The UN diplomatically refers to the issue as Falklands/Malvinas. Adopting a consensus text without a vote, the Special Committee took note of the views expressed by Argentina’s President to the General Assembly’s fifty-ninth session, in which he, among other things, urged the United Kingdom to resume negotiations.

Further, the Committee expressed regret that, in spite of widespread international support for negotiations, the implementation of General Assembly resolutions on the question has not yet started.

According to the official UN report Stephen Luxton, Legislative Councillor of the Falklands Islands Government, stressed the need to respect the right to self-determination, adding that the people of the Falkland Islands must be allowed to choose their own future without any external influence. Argentina’s total disregard for the view of the people of the Falkland Islands directly challenged the purpose of the Committee, which was to eradicate such situations where nations sought to impose authoritarian colonial rule. It was no use to claim that the people of the Falklands were not permitted self-determination because they were not a distinct people. Falkland Islanders had nothing in common with Argentina — culturally, linguistically, historically or politically. Many could trace their ancestry back many generations and, unlike Argentina, the Falkland Islands never had an indigenous population. In that regard, Falkland Islanders had more right to live on the islands than Argentine citizens had to live in Argentina.

Argentina’s Government was confusing territorial integrity with geographical proximity, he added. Self-determination was not about the sort of authoritarian colonial dominance and ownership that Argentina wished to exert over his country.

The twenty-first century, led by the United Nations, should not tolerate that. While the Argentine Government of today was democratic, the essence of its position with regard to his country had not changed significantly from the military dictatorship of 1982, except for that fact that overt military aggression did not seem to be on the agenda.

If the current hostility of the Argentine Government towards the Falkland Islands served any purpose at all, it was to bring into sharp focus Argentina’s real intentions.

Rafael Bielsa, Minister for Foreign Affairs, International Trade and Worship of Argentina, said the special nature of the ‘Malvinas’ Islands question derived from the fact that the United Kingdom had occupied the Islands by force in 1833, ousted the Argentine population and authorities on the Islands and replaced them with settlers of British origin. Then, as now, Argentina had not consented to the acts of force that gave rise to the ‘Malvinas’ question. The specificity of the ‘Malvinas’ question was legally and politically enshrined in resolution 2065 (XX) adopted 40 years ago. That resolution defined the question as a sovereignty dispute between Argentina and the United Kingdom, which must be resolved through negotiations between both States taking into account the provisions of the United Nations Charter and resolution 1514 (XV).

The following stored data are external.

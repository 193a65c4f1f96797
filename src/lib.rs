//! Purpose: Client library for the monetized `/process` API.
//! Exports: `api` (public client surface), `core` (errors, license rules).
//! Role: Library crate; applications build a `LicensedClient` and call it.
//! Invariants: Library code never panics on bad input; failures are `Error` values.
//! Invariants: The crate installs no logging subscriber; it only emits `tracing` events.
pub mod api;
pub mod core;
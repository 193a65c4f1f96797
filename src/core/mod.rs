// Core modules implementing the error model and license rules.
pub mod error;
pub mod license;
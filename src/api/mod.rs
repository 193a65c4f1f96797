//! Purpose: Define the public Rust API boundary for the monetized client.
//! Exports: `LicensedClient`, `StatusPolicy`, `Tier`, and the error types.
//! Role: Public, additive-only surface; wire helpers stay private.
//! Invariants: Request/response envelope types are not exposed.

mod client;
mod envelope;

pub use crate::core::error::{Error, ErrorKind};
pub use crate::core::license::{Tier, license_matches};
pub use client::{DEFAULT_API_ENDPOINT, LicensedClient, StatusPolicy};
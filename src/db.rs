//! Shared SQLite pool construction
//!
//! Every store opens its database the same way: WAL journal mode for
//! concurrent readers, a generous busy timeout for cross-process lock
//! contention, and embedded migrations.

use std::path::Path;
use std::time::Duration;

use chrono::{DateTime, Utc};
use sqlx::sqlite::{SqliteConnectOptions, SqliteJournalMode, SqlitePoolOptions, SqliteSynchronous};
use sqlx::{Pool, Sqlite};
use tracing::{debug, info};

pub async fn open_pool(path: impl AsRef<Path>) -> Result<Pool<Sqlite>, sqlx::Error> {
    let path_str = path.as_ref().to_string_lossy().to_string();

    info!("opening database at: {}", path_str);

    let options = SqliteConnectOptions::new()
        .filename(&path_str)
        .create_if_missing(true)
        .journal_mode(SqliteJournalMode::Wal)
        .synchronous(SqliteSynchronous::Normal)
        .busy_timeout(Duration::from_secs(30))
        .foreign_keys(true);

    let pool = SqlitePoolOptions::new()
        .max_connections(5)
        .connect_with(options)
        .await?;

    debug!("running database migrations");
    sqlx::migrate!("./migrations")
        .run(&pool)
        .await
        .map_err(|e| sqlx::Error::Migrate(Box::new(e)))?;

    Ok(pool)
}

/// Storage keeps timestamps as Unix milliseconds.
pub fn to_millis(dt: &DateTime<Utc>) -> i64 {
    dt.timestamp_millis()
}

pub fn from_millis(millis: i64) -> DateTime<Utc> {
    DateTime::from_timestamp_millis(millis).unwrap_or_else(Utc::now)
}

/// Sort direction for list queries. Interpolated into SQL, so it is a
/// closed enum rather than caller-supplied text.
#[derive(Debug, Clone, Copy, PartialEq, Eq, Default)]
pub enum SortOrder {
    #[default]
    Asc,
    Desc,
}

impl SortOrder {
    pub fn as_sql(&self) -> &'static str {
        match self {
            SortOrder::Asc => "ASC",
            SortOrder::Desc => "DESC",
        }
    }

    pub fn parse(s: &str) -> Option<Self> {
        match s {
            "asc" => Some(SortOrder::Asc),
            "desc" => Some(SortOrder::Desc),
            _ => None,
        }
    }
}
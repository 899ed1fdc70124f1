//! Probe worker pool
//!
//! Consumes probe requests, executes retrying HTTP GETs against
//! `http://<ipv4>:<port><health_endpoint>` and publishes one
//! observation per request on the probe-result stream.
//!
//! ```text
//! probe-request stream → ProbeWorker → HTTP GET (retry/backoff)
//!                                        │
//!                                        ▼
//!                                  classification
//!                                        │
//!                                        ▼
//!                               probe-result stream
//! ```
//!
//! Workers scale by partition: each worker owns one partition reader
//! and drains it sequentially. The result write always precedes the
//! offset commit, so a crash between the two re-probes rather than
//! losing an observation.

pub mod client;
pub mod worker;

pub use client::{ProbeClient, ProbeFailure, ProbeOutcome};
pub use worker::{classify, ProbeWorkerHandle};
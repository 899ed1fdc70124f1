//! Server catalog persistence
//!
//! New servers start `pending` with their first check due one second
//! after creation. `server_name` is globally unique; collisions map to
//! `NameExists` so handlers can answer 409 without string matching.

use std::net::Ipv4Addr;

use chrono::{Duration, Utc};
use sqlx::{Pool, Row, Sqlite};
use tracing::{debug, instrument};
use uuid::Uuid;

use crate::db::{self, SortOrder};
use crate::{Server, ServerSpec, ServerStatus};

use super::error::{CatalogError, CatalogResult};

/// Import batches are written in chunks of this many rows, each chunk
/// atomic.
const IMPORT_CHUNK_SIZE: usize = 1000;

/// Sort field for server listings.
#[derive(Debug, Clone, Copy, PartialEq, Eq, Default)]
pub enum ServerSort {
    ServerName,
    #[default]
    CreatedAt,
}

impl ServerSort {
    fn as_sql(&self) -> &'static str {
        match self {
            ServerSort::ServerName => "server_name",
            ServerSort::CreatedAt => "created_at",
        }
    }

    pub fn parse(s: &str) -> Option<Self> {
        match s {
            "server_name" => Some(ServerSort::ServerName),
            "created_at" => Some(ServerSort::CreatedAt),
            _ => None,
        }
    }
}

/// Validated listing parameters.
#[derive(Debug, Clone, Default)]
pub struct ServerQuery {
    pub name_prefix: String,
    pub status: Option<ServerStatus>,
    pub sort_by: ServerSort,
    pub order: SortOrder,
    pub limit: i64,
    pub offset: i64,
}

/// Partial server update; `None` leaves the field untouched.
#[derive(Debug, Clone, Default, serde::Deserialize)]
pub struct ServerPatch {
    pub server_name: Option<String>,
    pub ipv4: Option<Ipv4Addr>,
    pub port: Option<u16>,
    pub health_endpoint: Option<String>,
    pub health_check_interval: Option<u32>,
}

#[derive(Clone)]
pub struct CatalogStore {
    pool: Pool<Sqlite>,
}

fn name_violation(err: &sqlx::Error) -> bool {
    matches!(
        err,
        sqlx::Error::Database(db)
            if db.is_unique_violation() && db.message().contains("servers.server_name")
    )
}

impl CatalogStore {
    pub fn new(pool: Pool<Sqlite>) -> Self {
        Self { pool }
    }

    pub async fn connect(path: &str) -> CatalogResult<Self> {
        let pool = db::open_pool(path)
            .await
            .map_err(|e| CatalogError::Store(e.to_string()))?;
        Ok(Self::new(pool))
    }

    #[instrument(skip(self, spec), fields(server_name = %spec.server_name))]
    pub async fn create_server(&self, spec: &ServerSpec) -> CatalogResult<Server> {
        validate_spec(spec)?;

        let id = Uuid::new_v4().to_string();
        let now = Utc::now();
        let next_check = now + Duration::seconds(1);

        sqlx::query(
            "INSERT INTO servers
                 (id, server_name, status, ipv4, port, health_endpoint,
                  health_check_interval, next_health_check_at, created_at, updated_at)
             VALUES (?, ?, ?, ?, ?, ?, ?, ?, ?, ?)",
        )
        .bind(&id)
        .bind(&spec.server_name)
        .bind(ServerStatus::Pending.as_str())
        .bind(spec.ipv4.to_string())
        .bind(spec.port)
        .bind(&spec.health_endpoint)
        .bind(spec.health_check_interval)
        .bind(db::to_millis(&next_check))
        .bind(db::to_millis(&now))
        .bind(db::to_millis(&now))
        .execute(&self.pool)
        .await
        .map_err(|e| {
            if name_violation(&e) {
                CatalogError::NameExists
            } else {
                e.into()
            }
        })?;

        debug!("created server {}", id);
        self.get_server(&id).await
    }

    /// Batched insert, `ON CONFLICT DO NOTHING` by name. Returns the
    /// inserted servers and the names that were skipped.
    #[instrument(skip(self, specs), fields(count = specs.len()))]
    pub async fn import_servers(
        &self,
        specs: &[ServerSpec],
    ) -> CatalogResult<(Vec<Server>, Vec<String>)> {
        let mut inserted = Vec::new();
        let mut skipped = Vec::new();

        for chunk in specs.chunks(IMPORT_CHUNK_SIZE) {
            let mut tx = self.pool.begin().await?;
            let mut chunk_ids = Vec::new();

            for spec in chunk {
                if validate_spec(spec).is_err() {
                    skipped.push(spec.server_name.clone());
                    continue;
                }

                let id = Uuid::new_v4().to_string();
                let now = Utc::now();
                let next_check = now + Duration::seconds(1);

                let row = sqlx::query(
                    "INSERT INTO servers
                         (id, server_name, status, ipv4, port, health_endpoint,
                          health_check_interval, next_health_check_at, created_at, updated_at)
                     VALUES (?, ?, ?, ?, ?, ?, ?, ?, ?, ?)
                     ON CONFLICT (server_name) DO NOTHING
                     RETURNING id",
                )
                .bind(&id)
                .bind(&spec.server_name)
                .bind(ServerStatus::Pending.as_str())
                .bind(spec.ipv4.to_string())
                .bind(spec.port)
                .bind(&spec.health_endpoint)
                .bind(spec.health_check_interval)
                .bind(db::to_millis(&next_check))
                .bind(db::to_millis(&now))
                .bind(db::to_millis(&now))
                .fetch_optional(&mut *tx)
                .await?;

                match row {
                    Some(row) => chunk_ids.push(row.get::<String, _>("id")),
                    None => skipped.push(spec.server_name.clone()),
                }
            }

            tx.commit().await?;

            for id in chunk_ids {
                inserted.push(self.get_server(&id).await?);
            }
        }

        debug!(
            "import complete: {} inserted, {} skipped",
            inserted.len(),
            skipped.len()
        );
        Ok((inserted, skipped))
    }

    #[instrument(skip(self))]
    pub async fn get_server(&self, id: &str) -> CatalogResult<Server> {
        let row = sqlx::query(
            "SELECT id, server_name, status, ipv4, port, health_endpoint,
                    health_check_interval, next_health_check_at, created_at, updated_at
             FROM servers WHERE id = ?",
        )
        .bind(id)
        .fetch_optional(&self.pool)
        .await?
        .ok_or(CatalogError::ServerNotFound)?;

        Self::server_from_row(&row)
    }

    #[instrument(skip(self, patch))]
    pub async fn update_server(&self, id: &str, patch: &ServerPatch) -> CatalogResult<Server> {
        if let Some(port) = patch.port {
            if port == 0 {
                return Err(CatalogError::InvalidInput(
                    "the port field must be greater than or equal to 1".to_string(),
                ));
            }
        }
        if patch.health_check_interval == Some(0) {
            return Err(CatalogError::InvalidInput(
                "the health_check_interval field must be greater than or equal to 1".to_string(),
            ));
        }

        let result = sqlx::query(
            "UPDATE servers SET
                 server_name = COALESCE(?, server_name),
                 ipv4 = COALESCE(?, ipv4),
                 port = COALESCE(?, port),
                 health_endpoint = COALESCE(?, health_endpoint),
                 health_check_interval = COALESCE(?, health_check_interval),
                 updated_at = ?
             WHERE id = ?",
        )
        .bind(patch.server_name.as_deref())
        .bind(patch.ipv4.map(|ip| ip.to_string()))
        .bind(patch.port)
        .bind(patch.health_endpoint.as_deref())
        .bind(patch.health_check_interval)
        .bind(db::to_millis(&Utc::now()))
        .bind(id)
        .execute(&self.pool)
        .await
        .map_err(|e| {
            if name_violation(&e) {
                CatalogError::NameExists
            } else {
                e.into()
            }
        })?;

        if result.rows_affected() == 0 {
            return Err(CatalogError::ServerNotFound);
        }

        self.get_server(id).await
    }

    /// Status-only update used by the ingestion consumer; scheduling
    /// fields are untouched.
    #[instrument(skip(self))]
    pub async fn update_status(&self, id: &str, status: ServerStatus) -> CatalogResult<()> {
        sqlx::query("UPDATE servers SET status = ?, updated_at = ? WHERE id = ?")
            .bind(status.as_str())
            .bind(db::to_millis(&Utc::now()))
            .bind(id)
            .execute(&self.pool)
            .await?;
        Ok(())
    }

    /// Idempotent. Returns whether a row was actually removed so the
    /// service can decide whether to emit a delete event.
    #[instrument(skip(self))]
    pub async fn delete_server(&self, id: &str) -> CatalogResult<bool> {
        let result = sqlx::query("DELETE FROM servers WHERE id = ?")
            .bind(id)
            .execute(&self.pool)
            .await?;
        Ok(result.rows_affected() > 0)
    }

    #[instrument(skip(self, query))]
    pub async fn list_servers(&self, query: &ServerQuery) -> CatalogResult<Vec<Server>> {
        let mut sql = String::from(
            "SELECT id, server_name, status, ipv4, port, health_endpoint,
                    health_check_interval, next_health_check_at, created_at, updated_at
             FROM servers WHERE server_name LIKE ? || '%'",
        );
        if query.status.is_some() {
            sql.push_str(" AND status = ?");
        }
        sql.push_str(&format!(
            " ORDER BY {} {} LIMIT ? OFFSET ?",
            query.sort_by.as_sql(),
            query.order.as_sql()
        ));

        let mut q = sqlx::query(&sql).bind(&query.name_prefix);
        if let Some(status) = query.status {
            q = q.bind(status.as_str());
        }
        let rows = q
            .bind(query.limit)
            .bind(query.offset)
            .fetch_all(&self.pool)
            .await?;

        rows.iter().map(Self::server_from_row).collect()
    }

    fn server_from_row(row: &sqlx::sqlite::SqliteRow) -> CatalogResult<Server> {
        let status_str: String = row.get("status");
        let ipv4_str: String = row.get("ipv4");
        let port: i64 = row.get("port");
        let interval: i64 = row.get("health_check_interval");

        Ok(Server {
            id: row.get("id"),
            server_name: row.get("server_name"),
            status: ServerStatus::parse(&status_str)
                .ok_or_else(|| CatalogError::Store(format!("unknown status: {status_str}")))?,
            ipv4: ipv4_str
                .parse()
                .map_err(|_| CatalogError::Store(format!("bad ipv4 in store: {ipv4_str}")))?,
            port: port as u16,
            health_endpoint: row.get("health_endpoint"),
            health_check_interval: interval as u32,
            next_health_check_at: db::from_millis(row.get("next_health_check_at")),
            created_at: db::from_millis(row.get("created_at")),
            updated_at: db::from_millis(row.get("updated_at")),
        })
    }
}

fn validate_spec(spec: &ServerSpec) -> CatalogResult<()> {
    if spec.server_name.trim().is_empty() {
        return Err(CatalogError::InvalidInput(
            "the server_name field is required".to_string(),
        ));
    }
    if spec.port == 0 {
        return Err(CatalogError::InvalidInput(
            "the port field must be greater than or equal to 1".to_string(),
        ));
    }
    if spec.health_check_interval == 0 {
        return Err(CatalogError::InvalidInput(
            "the health_check_interval field must be greater than or equal to 1".to_string(),
        ));
    }
    Ok(())
}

The principle of self-determination, he continued, was only applicable to subjugated or dominated peoples and not to the descendants of a population transferred by the occupying Power. The international community had repeatedly urged the Governments of Argentina and the United Kingdom to resume negotiations on sovereignty without delay. While his Government had repeated its willingness to negotiate, the United Kingdom had persisted in its negative attitude of rejection. The United Kingdom’s refusal to resume bilateral negotiations on sovereignty delayed and hindered the decolonisation process to which the Committee was devoted.

Introducing the draft, Chile’s representative said the presence of so many Latin American representatives in the meeting indicated the interest that the countries of the region had in seeing a lasting solution to the question of the ‘Malvinas’.

Chile, like the other Latin American countries, supported Argentina’s rights in the sovereignty dispute on the question of the ‘Malvinas’. The only viable way forward was through bilateral negotiations between Argentina and the United Kingdom. The maintenance of colonial situations in the early twenty-first century was an inexplicable anachronism that must be brought to an end, he added.

Supporting the consolidation of the territorial integrity of his continent, Venezuela’s representative reaffirmed his support for Argentina’s legitimate rights in the context of the sovereignty dispute. He also rejected the recent inclusion of the ‘Malvinas’ Islands, South Georgia and South Sandwich Islands in the text of the constitutional Treaty of the European Union adopted in 2004, which was nothing more than a revindication of Europe’s colonial past. That past had left bloody tracks in Asia, Africa and Latin America and, in turn, was the source of Europe’s current basis of wealth.

Related Articles:

17 June 2005 - Gibraltar's self-determination upheld at CPA conference

United Nations Special Committee of 24 on Deconolisation (C24)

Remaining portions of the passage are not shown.